= Ioan Volcinschi =

Ioan Volcinschi (May 5, 1846-May 27, 1910) was an ethnic Romanian physician and politician in the Duchy of Bukovina, within Austria-Hungary.

Born in Tărășeni, north of Siret, he attended high school in Cernăuți. In 1871, he graduated from the medical faculty of Vienna University, where he also obtained a doctorate. He was the first Bukovinan specialized in obstetrics. In 1879, he became assisting physician and professor at Cernăuți's births institute and midwifery school. From 1883 until his death, he was its director. He was a public health adviser, vice president of the Bukovina medical association and professor of hygiene at the seminary institute of the Orthodox Metropolis.

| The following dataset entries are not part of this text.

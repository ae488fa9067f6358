use std::path::{Path, PathBuf};

use log::{debug, info};

use crate::api::roster_dto::RosterDto;
use crate::config::Config;
use crate::domain::roster::Roster;
use crate::domain::student::CompletionState;
use crate::error::Result;
use crate::loader::parser::{parse_json_file, write_json_file};
use crate::traits::Confirm;

/// Outcome of [`RosterStore::truncate`].
#[derive(Debug, Clone, Copy, PartialEq, Eq)]
pub enum Truncation {
    /// No data file existed; a fresh empty one was written.
    Created,
    /// The existing data file was overwritten with an empty roster.
    Overwritten,
    /// The user declined; memory and file are untouched.
    Aborted,
}

/// A [`Roster`] bound to the JSON document it is persisted in.
///
/// Every mutating method writes the whole document after the in-memory
/// change succeeds. Failed commands never write.
#[derive(Debug)]
pub struct RosterStore {
    path: PathBuf,
    roster: Roster,
    /// The data file holds nothing but the empty document written by
    /// [`RosterStore::load`].
    created: bool,
}

impl RosterStore {
    /// Loads the roster from `config.data_path`, creating an empty document if
    /// the file does not exist yet.
    pub fn load(config: &Config) -> Result<Self> {
        let path = config.data_path.clone();

        if !path.exists() {
            info!("Creating data file '{}'", path.display());
            let store = RosterStore { path, roster: Roster::new(), created: true };
            store.save()?;
            return Ok(store);
        }

        let dto: RosterDto = parse_json_file(&path)?;
        debug!("Loaded {} classrooms from '{}'", dto.classrooms.len(), path.display());

        Ok(RosterStore { path, roster: Roster::from_dto(dto), created: false })
    }

    /// Overwrites the data file with the full in-memory roster.
    pub fn save(&self) -> Result<()> {
        write_json_file(&self.path, &self.roster.to_dto())
    }

    /// Empties the roster. A data file that predates this store is only
    /// overwritten after `confirm` agrees.
    pub fn truncate(&mut self, confirm: &mut dyn Confirm) -> Result<Truncation> {
        let existed = self.path.exists() && !self.created;

        if existed && !confirm.confirm("File already exists. Do you want to overwrite")? {
            info!("Truncation of '{}' aborted", self.path.display());
            return Ok(Truncation::Aborted);
        }

        self.roster.clear();
        self.persist()?;

        Ok(if existed { Truncation::Overwritten } else { Truncation::Created })
    }

    fn persist(&mut self) -> Result<()> {
        self.created = false;
        self.save()
    }

    pub fn path(&self) -> &Path {
        &self.path
    }

    pub fn roster(&self) -> &Roster {
        &self.roster
    }

    //---------------------------
    // --- Persisting Methods ---
    //---------------------------
    pub fn add_classroom(&mut self, name: &str) -> Result<()> {
        self.roster.add_classroom(name)?;
        self.persist()
    }

    pub fn remove_classroom(&mut self, name: &str) -> Result<()> {
        self.roster.remove_classroom(name)?;
        self.persist()
    }

    pub fn add_student(&mut self, student_id: &str, classroom_name: &str) -> Result<CompletionState> {
        let state = self.roster.add_student(student_id, classroom_name)?;
        self.persist()?;
        Ok(state)
    }

    pub fn schedule_assignment(&mut self, classroom_name: &str, details: &str) -> Result<()> {
        self.roster.schedule_assignment(classroom_name, details)?;
        self.persist()
    }

    pub fn remove_assignment(&mut self, classroom_name: &str) -> Result<String> {
        let removed = self.roster.remove_assignment(classroom_name)?;
        self.persist()?;
        Ok(removed)
    }

    pub fn submit_assignment(&mut self, student_id: &str, classroom_name: &str) -> Result<()> {
        self.roster.submit_assignment(student_id, classroom_name)?;
        self.persist()
    }

    //-----------------------
    // --- Query Methods ---
    //-----------------------
    pub fn list_classrooms(&self) -> impl ExactSizeIterator<Item = &str> + '_ {
        self.roster.list_classrooms()
    }

    pub fn list_students(&self, classroom_name: &str) -> Result<impl ExactSizeIterator<Item = &str> + '_> {
        self.roster.list_students(classroom_name)
    }

    pub fn list_students_overdue(&self, classroom_name: &str) -> Result<Vec<&str>> {
        self.roster.list_students_overdue(classroom_name)
    }

    pub fn list_assignment(&self, classroom_name: &str) -> Result<Option<&str>> {
        self.roster.list_assignment(classroom_name)
    }
}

In 1900, Volcinschi became president of the Romanian Conservative Party of Bukovina. From 1890 until his death, he sat in the Diet of Bukovina. In 1890, he joined the Concordia political society, and was a founding member of Gazeta Bucovinei. He was part of the national council (the provincial government), where he worked to set up hospitals. He was concerned with fighting against pellagra, then a rather widespread ailment, proposing dietary changes in the villages where it was detected.

Volcinschi published scientific studies (observations and interesting case studies) in Viennese and German medical journals. In 1883, he published the first Romanian-language textbook of midwifery; the book tended to use Romanian rather than specialized foreign vocabulary. He was also an accomplished surgeon. He was part of the leadership of the Society for Romanian Culture and Literature in Bukovina. In 1897, Rădăuți made him an honorary citizen. He died in Cernăuți.